Yes, and every time you double the parameter, it will "shoot up" another
6 dB. So there's really no reason to stop at 50: You can be as alarmist
as you like (as you've done in your more recent posting, showing the
FAS after 422224 symbols being 10 dB above the data):  Using your program,
if you've got enough time and RAM, you can make those peaks 100 dB above
the average, 200 dB, anything you want.

If the FCC/CISPR certified equipment using your program, the EMI margin
would be negative infinity.  You couldn't certify any equipment at all,
regardless of your transmit level.  No matter how much you reduced the
transmit power, it would always be possible choose a parameter to your
program such that the peaks of any periodic signal, no matter how long
the period, would always rise above any limit line you happen to set.

If you change the frame period from 4224 symbols to 4224 years, you'd
still have the same problem.  Every modem that uses a scrambler would
fail, the scramblers are all periodic if you wait long enough.  As you
even say yourself,

>
> The data PSD won't help if your frame start PSD keeps shooting up
> uncontrollably.
>

That's right. If your program were an accurate model of a real-world
spectrum analysis procedure, the spectral lines of any periodic signal
component in any piece of equipment, regardless of the period, would
shoot up uncontrollably, and no one would be able to certify any equipment
at all.

Clearly something is wrong with this. Let's have a look at what it is.

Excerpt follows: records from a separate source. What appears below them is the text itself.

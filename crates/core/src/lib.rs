//! # Cuenca Core
//!
//! Core types and I/O for the cuenca watershed delineation toolkit.
//!
//! This crate provides:
//! - `Raster<T>`: in-memory georeferenced grid (masks, output windows, fixtures)
//! - `RasterSource`: windowed, read-only access to rasters that may be far
//!   larger than memory
//! - `GeoTransform`: affine transformation for georeferencing
//! - `Crs`: coordinate reference system handling
//! - GeoTIFF I/O (GDAL when the `gdal` feature is enabled, a native `tiff`
//!   based path otherwise)
//! - A minimal vector feature model with GeoJSON output

pub mod crs;
pub mod error;
pub mod io;
pub mod raster;
pub mod vector;

pub use crs::Crs;
pub use error::{Error, Result};
pub use raster::{GeoTransform, Raster, RasterElement, RasterSource};

/// Prelude for convenient imports
pub mod prelude {
    pub use crate::crs::Crs;
    pub use crate::error::{Error, Result};
    pub use crate::raster::{GeoTransform, Raster, RasterElement, RasterSource};
}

First, as Jose pointed out, your program does not model anything except
the FAS, in isolation.  There's no PAM-12 customer data.  You transmit
the FAS, wait 120 symbol periods (during which time you transmit nothing)
then transmit the FAS again, and so on. So, one way to improve your
program would be to include the customer data, which, after all, does
comprise 4216/4224 = 99.8% of the signal energy. You could then also
average over many frames of length equal to your parameter size. That way,
you could explicitly see the relationship between the FAS carriers and
the data spectrum.  If you did that, then you'd see that every doubling
of your parameter increases the FAS carriers by 6 dB and the data average
power by 3 dB.

Another feature of your program is that the size of the parameter (128,
65535, etc.) determines the length of the FFT.  So, as the parameter
increases, so does the resolution bandwidth. By increasing the resolution
BW, you can amplify the periodic components to any degree that you like
relative to the  random data, since the former adds coherently and the
latter does not. In effect, the ratio of the FFT size to the frame length
is a processing gain, amplifying the periodic component by that ratio.

But in order to assess EMI in the real world, it's necessary to limit
the resolution BW to some value that makes sense for the purpose at
hand.  When you plug in a fixed resolution BW, then the ratio of the
FAS to the data average is limited by the corresponding processing gain,
and you can make real world measurements which are meaningful.

The numbers that we were able to put our hands on for FCC Part 15
indicated a _minimum_ resolution BW of 100 kHz.  ["Introduction to
Electromagnetic Compatibility", Clayton R. Paul.] From a quick web
search, it appears that this number may now be specified as 120 kHz,
but were not able to quickly locate a primary reference.

In your most recent posting, you used 422224 symbols (I assume you
meant 422400 = 4224*100, but it doesn't matter much).  Thus, your
implicit resolution BW was 825E6/422224 = 2 kHz, almost two orders
of magnitude narrower than the measurement standard. That's an error
of 17 dB in processing gain.

In addition, you got the X axis wrong by a factor of 2: It should go
from DC to Fs/2, not DC to Fs. It's not clear whether this affects
your results by 3 dB or not, can't quite tell from the plots, since
you didn't include a grid. Let's ignore it.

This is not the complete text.